All Saints is the church in the Benefice of Patcham All Saints, which also incorporates the Church of the Ascension in Westdene, a postwar suburb west of Patcham. This is a modern building of brick and glass, designed in 1958 by architect John Wells-Thorpe. The ecclesiastical parish of All Saints covers the north of Brighton and its rural hinterland, incorporating Withdean, Westdene, Patcham, Hollingbury, part of Preston (as far south as Preston Park railway station), and the scattered residential buildings north of the A27 Brighton Bypass and south of Pyecombe.

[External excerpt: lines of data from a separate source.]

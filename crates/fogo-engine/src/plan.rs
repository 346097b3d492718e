//! Resume planning: which commits does this run have to replay?
//!
//! # Invariants
//! - Ranges are exclusive of the cursor, inclusive of the head.
//! - A cursor that no longer resolves (rewritten history) falls back to the
//!   **full** history — a partial range must never silently skip commits.
//! - Pure, no IO: the caller supplies the commit list and the cursor.

use fogo_source::CommitInfo;

/// How the planned range relates to the persisted cursor.
#[derive(Debug, Clone, Copy, PartialEq, Eq)]
pub enum PlanMode {
    /// Cursor already points at the head; nothing to do.
    UpToDate,
    /// No cursor persisted yet; full history, oldest first.
    FirstRun,
    /// Cursor resolved; only commits strictly after it.
    Incremental,
    /// Cursor did not resolve against the log (rebase/force-push); full
    /// history as a deliberate, costly but safe recovery.
    FullRescan,
}

/// A planned replay range.
#[derive(Debug, Clone, PartialEq, Eq)]
pub struct RangePlan {
    pub mode: PlanMode,
    /// Commits to process, oldest first.
    pub commits: Vec<CommitInfo>,
}

/// Plan the replay range for one run.
pub fn plan_range(cursor: Option<&str>, commits: &[CommitInfo]) -> RangePlan {
    let Some(cursor) = cursor else {
        return RangePlan {
            mode: PlanMode::FirstRun,
            commits: commits.to_vec(),
        };
    };

    if commits.last().is_some_and(|head| head.id == cursor) {
        return RangePlan {
            mode: PlanMode::UpToDate,
            commits: Vec::new(),
        };
    }

    match commits.iter().position(|c| c.id == cursor) {
        Some(pos) => RangePlan {
            mode: PlanMode::Incremental,
            commits: commits[pos + 1..].to_vec(),
        },
        None => RangePlan {
            mode: PlanMode::FullRescan,
            commits: commits.to_vec(),
        },
    }
}

#[cfg(test)]
mod tests {
    use super::*;

    fn log(ids: &[&str]) -> Vec<CommitInfo> {
        ids.iter()
            .enumerate()
            .map(|(i, id)| CommitInfo::new(*id, 100 + i as i64))
            .collect()
    }

    #[test]
    fn no_cursor_plans_full_history() {
        let commits = log(&["a", "b", "c"]);
        let plan = plan_range(None, &commits);
        assert_eq!(plan.mode, PlanMode::FirstRun);
        assert_eq!(plan.commits, commits);
    }

    #[test]
    fn cursor_at_head_is_up_to_date() {
        let commits = log(&["a", "b", "c"]);
        let plan = plan_range(Some("c"), &commits);
        assert_eq!(plan.mode, PlanMode::UpToDate);
        assert!(plan.commits.is_empty());
    }

    #[test]
    fn resolved_cursor_plans_the_strict_suffix() {
        let commits = log(&["a", "b", "c", "d"]);
        let plan = plan_range(Some("b"), &commits);
        assert_eq!(plan.mode, PlanMode::Incremental);
        assert_eq!(plan.commits, commits[2..].to_vec());
    }

    #[test]
    fn dangling_cursor_falls_back_to_full_history() {
        let commits = log(&["a", "b", "c"]);
        let plan = plan_range(Some("rebased-away"), &commits);
        assert_eq!(plan.mode, PlanMode::FullRescan);
        assert_eq!(plan.commits, commits, "must be the full range, never partial");
    }

    #[test]
    fn empty_log_plans_nothing() {
        assert_eq!(plan_range(None, &[]).mode, PlanMode::FirstRun);
        assert!(plan_range(None, &[]).commits.is_empty());
        // Cursor into an emptied log: still the (empty) full-history fallback.
        assert_eq!(plan_range(Some("x"), &[]).mode, PlanMode::FullRescan);
    }
}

Following a review by the Diocese of Chichester in 2005, parts of the west side of the parish were transferred to the Church of the Good Shepherd on Dyke Road in Brighton, and at the south end another section was ceded to St John the Evangelist's Church in Preston Village. At the same time the decision was taken to close the Church of Christ the King (which had been the parish church of South Patcham) and divide its parish between All Saints and St John the Evangelist's churches. All Saints' Church therefore received the congregation from the northern part of the Church of Christ the King's parish. The diocese declared the Church of Christ the King redundant from 1 December 2006, but from 20 July 2007 it was in use again as a place of worship. In that year, two displaced congregations whose churches had been demolished joined to form a new church community, which bought the building and renamed it the Fountain Centre. The Elim Balfour Road Church in Preston Village, a Pentecostal church, was demolished in 2007, and the Immanuel Community Church had been using the former St Augustine's Church building near Preston Park since the destruction by fire of their church in Hanover, Brighton in 2003.